SOUND: YM2612 CSM mode raw test

Aly James · Post by **Aly James** » Sat Nov 30, 2013 2:45 pm

This was the very beginning of my noisy tests and researches on the YM2612 chip CSM mode (early speech synthesis tech).
These tests have served the development of the FMDRIVE Vsti and the special implementation of the CSM I have used.
http://www.alyjameslab.com

This is a simple ROM (running on an Everdrive card) that I made with very basic control on the joy-pad that sends register writes to the YM2612 chip in real-time.
Of course... to actually make a useful use of the CSM mode, live inputs by hand from a joy-pad is not fast enough..

congrats if you are able to watch this until the end...
joking aside, there is some really nice stuff we can do sound-wise with the CSM...and almost nobody have used AFAIK this feature on the Megadrive...

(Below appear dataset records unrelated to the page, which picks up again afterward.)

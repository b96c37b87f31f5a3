//! Per-backend circuit breakers
//!
//! Each backend gets its own breaker guarded by its own lock, so concurrent
//! dispatches to the same backend observe a consistent state machine while
//! different backends never contend.

use crate::notifier::{AlertEvent, AlertNotifier};
use crate::routes::RouteTable;
use parking_lot::Mutex;
use serde::Serialize;
use std::collections::HashMap;
use std::sync::Arc;
use std::time::{Duration, Instant};
use tracing::{debug, info, warn};

/// Breaker state
#[derive(Debug, Clone, Copy, PartialEq, Eq, Serialize)]
#[serde(rename_all = "snake_case")]
pub enum BreakerState {
    /// Calls flow normally
    Closed,
    /// Calls are rejected until the recovery timeout elapses
    Open,
    /// A single trial call is in flight
    HalfOpen,
}

/// Thresholds for a single breaker
#[derive(Debug, Clone, Copy, PartialEq, Eq)]
pub struct BreakerSettings {
    pub failure_threshold: u32,
    pub recovery_timeout: Duration,
}

impl BreakerSettings {
    pub fn new(failure_threshold: u32, recovery_timeout: Duration) -> Self {
        Self {
            failure_threshold: failure_threshold.max(1),
            recovery_timeout,
        }
    }
}

impl Default for BreakerSettings {
    fn default() -> Self {
        Self {
            failure_threshold: 3,
            recovery_timeout: Duration::from_secs(60),
        }
    }
}

#[derive(Debug)]
struct Breaker {
    state: BreakerState,
    consecutive_failures: u32,
    opened_at: Option<Instant>,
    trial_in_flight: bool,
    settings: BreakerSettings,
}

impl Breaker {
    fn new(settings: BreakerSettings) -> Self {
        Self {
            state: BreakerState::Closed,
            consecutive_failures: 0,
            opened_at: None,
            trial_in_flight: false,
            settings,
        }
    }

    fn open(&mut self, now: Instant) {
        self.state = BreakerState::Open;
        self.opened_at = Some(now);
        self.trial_in_flight = false;
    }

    fn close(&mut self) {
        self.state = BreakerState::Closed;
        self.consecutive_failures = 0;
        self.opened_at = None;
        self.trial_in_flight = false;
    }
}

/// Read-only view of a breaker
#[derive(Debug, Clone, Serialize)]
pub struct BreakerSnapshot {
    pub state: BreakerState,
    pub consecutive_failures: u32,
    pub failure_threshold: u32,
    pub recovery_timeout_secs: u64,
    /// Seconds since the breaker last opened, while not closed
    pub open_for_secs: Option<u64>,
}

/// What a recorded outcome did to the breaker
#[derive(Debug, Clone, Copy, PartialEq, Eq)]
enum Transition {
    None,
    Tripped,
    Reopened,
    Closed,
}

/// Registry of circuit breakers, one per backend
///
/// The set of backends is fixed at construction. Each breaker sits behind
/// its own mutex so that [`is_call_permitted`](Self::is_call_permitted) and
/// [`record_outcome`](Self::record_outcome) are atomic per backend.
///
/// # Example
///
/// ```ignore
/// if registry.is_call_permitted("billing") {
///     let ok = forward().await.is_ok();
///     registry.record_outcome("billing", ok);
/// }
/// ```
pub struct BreakerRegistry {
    breakers: HashMap<String, Mutex<Breaker>>,
    notifier: Arc<dyn AlertNotifier>,
}

impl BreakerRegistry {
    pub fn new<I>(backends: I, notifier: Arc<dyn AlertNotifier>) -> Self
    where
        I: IntoIterator<Item = (String, BreakerSettings)>,
    {
        let breakers = backends
            .into_iter()
            .map(|(name, settings)| (name, Mutex::new(Breaker::new(settings))))
            .collect();
        Self { breakers, notifier }
    }

    /// One breaker per route, using each route's settings
    pub fn from_routes(routes: &RouteTable, notifier: Arc<dyn AlertNotifier>) -> Self {
        Self::new(
            routes.iter().map(|r| (r.name.clone(), r.breaker)),
            notifier,
        )
    }

    /// Check whether a call to `name` may proceed
    ///
    /// An open breaker whose recovery timeout has elapsed moves to half-open
    /// and permits exactly this call as the trial. Unknown names are always
    /// permitted.
    pub fn is_call_permitted(&self, name: &str) -> bool {
        self.is_call_permitted_at(name, Instant::now())
    }

    /// Record the outcome of a permitted call
    pub fn record_outcome(&self, name: &str, success: bool) {
        self.record_outcome_at(name, success, Instant::now())
    }

    pub(crate) fn is_call_permitted_at(&self, name: &str, now: Instant) -> bool {
        let Some(breaker) = self.breakers.get(name) else {
            return true;
        };
        let mut breaker = breaker.lock();

        match breaker.state {
            BreakerState::Closed => true,
            BreakerState::Open => {
                let elapsed = breaker
                    .opened_at
                    .map(|opened| now.saturating_duration_since(opened))
                    .unwrap_or_default();
                if elapsed >= breaker.settings.recovery_timeout {
                    breaker.state = BreakerState::HalfOpen;
                    breaker.trial_in_flight = true;
                    info!(backend = name, "Circuit breaker half-open, allowing trial call");
                    true
                } else {
                    false
                }
            }
            BreakerState::HalfOpen => {
                if breaker.trial_in_flight {
                    false
                } else {
                    breaker.trial_in_flight = true;
                    true
                }
            }
        }
    }

    pub(crate) fn record_outcome_at(&self, name: &str, success: bool, now: Instant) {
        let Some(breaker) = self.breakers.get(name) else {
            debug!(backend = name, "Outcome for unknown backend ignored");
            return;
        };

        let (transition, failures) = {
            let mut breaker = breaker.lock();
            let transition = match (breaker.state, success) {
                (BreakerState::Closed, true) => {
                    breaker.consecutive_failures = 0;
                    Transition::None
                }
                (BreakerState::Closed, false) => {
                    breaker.consecutive_failures += 1;
                    if breaker.consecutive_failures >= breaker.settings.failure_threshold {
                        breaker.open(now);
                        Transition::Tripped
                    } else {
                        Transition::None
                    }
                }
                (BreakerState::HalfOpen, true) => {
                    breaker.close();
                    Transition::Closed
                }
                (BreakerState::HalfOpen, false) => {
                    breaker.consecutive_failures += 1;
                    breaker.open(now);
                    Transition::Reopened
                }
                // Late results of calls permitted before the trip
                (BreakerState::Open, true) => Transition::None,
                (BreakerState::Open, false) => {
                    breaker.consecutive_failures += 1;
                    Transition::None
                }
            };
            (transition, breaker.consecutive_failures)
        };

        match transition {
            Transition::Tripped => {
                warn!(backend = name, failures, "Circuit breaker opened");
                crate::metrics::record_breaker_state(name, true);
                self.notifier.notify(AlertEvent::breaker_tripped(name));
            }
            Transition::Reopened => {
                warn!(backend = name, "Trial call failed, circuit breaker reopened");
            }
            Transition::Closed => {
                info!(backend = name, "Trial call succeeded, circuit breaker closed");
                crate::metrics::record_breaker_state(name, false);
            }
            Transition::None => {}
        }
    }

    pub fn state(&self, name: &str) -> Option<BreakerState> {
        self.breakers.get(name).map(|b| b.lock().state)
    }

    pub fn snapshot(&self, name: &str) -> Option<BreakerSnapshot> {
        let breaker = self.breakers.get(name)?.lock();
        Some(BreakerSnapshot {
            state: breaker.state,
            consecutive_failures: breaker.consecutive_failures,
            failure_threshold: breaker.settings.failure_threshold,
            recovery_timeout_secs: breaker.settings.recovery_timeout.as_secs(),
            open_for_secs: breaker.opened_at.map(|t| t.elapsed().as_secs()),
        })
    }
}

ROM preview : http://youtu.be/ZPRMF-1qe3s

It is not really easy to program to actually produce understandable speech but the technology is definitely here in the YM2612...
I have made a few video on the FMDRIVE VSti to showcase what you can do with it.
I have found some rare use of CSM inside some Game Arts games for MSX:
The Silpheed game on PC88 MSX computer featuring a very similar chip than YM2612 wih the exact same CSM feature.
In use here to produce the robotic speech:
http://youtu.be/8hVwAfy88NE
and Here:
http://youtu.be/W3apkzZQa4E

Reminder >>
The FM sound of YAMAHA has the ability to key-on / key off immediately (some channels) or all channels when the timer A built-in overflows.
It is called "CSM speech synthesis mode" and stands for Composite Sinusoidal Modeling.
A type of speech coding, CSM speech synthesis is a technique to reproduce with the combination of multiple sine wave, the original data of a vocal sample.

There is a theory using FFT to "de compose" the frequency content of a signal into a sum a different sine waves, in the time domain with different pitches and volume.
Based on this theory, If you play at the same time more than one sine at an appropriate TL volume and frequencies , you can reproduce the waveform similar to the original waveform.
YM2612 can output 4 sine with 4 different Frequency and 4 Different TL volume.
FMDRIVE Vst uses that with MIDI CH1 , 11, 12, 13 to control Frequency and Volume an additional CH 14 to control the timer A.
You can also midi learn these controls to any midi controller and you're good for some live talking shit smile

This mode is also useful to output new type of sounds similar to having a powerful filter on board...and that is what is very interesting in addition to the speech thing.
My testing have shown some really cool stuff

ROM USAGE
Keep in mind that is it is one of my test ROM not intended for public release and not specially user friendly

CSM MODE ROM:
-------------------------------------------------------------------------------------
Test mode for FMDrive Vsti dev.
Works on a real MD1 and Regen Emulator.
Use at your own risk

-------------------------------------------------------------------------------------
USE 2 OPERATORS ON CH3: OP2>OP4
The ROM starts in NORMAL mode until BUTTON C is pressed
(then it will be either in CSM or SPECIAL until ROM reset)
A key on to CH3 is set on startup and basic registers set.

COMMANDS: on PAD 1
(there is also a command on PAD2 that controls the TL of OP2..
cannot remember witch one ^^)
-------------------------------------------------------------------------------------
START : KEY on/off (OP2 + OP4)

A: Pressed Set AR of OP2 to 1F, depressed Set AR to 00
So if you want to have OP2 modulating OP4 keep it pressed

B: Pressed Key on OP2 and Key off OP4

C: Pressed CSM mode (auto key on/off at Timer A speed)
Depressed Special Mode (independent FRQ set by RIGHT)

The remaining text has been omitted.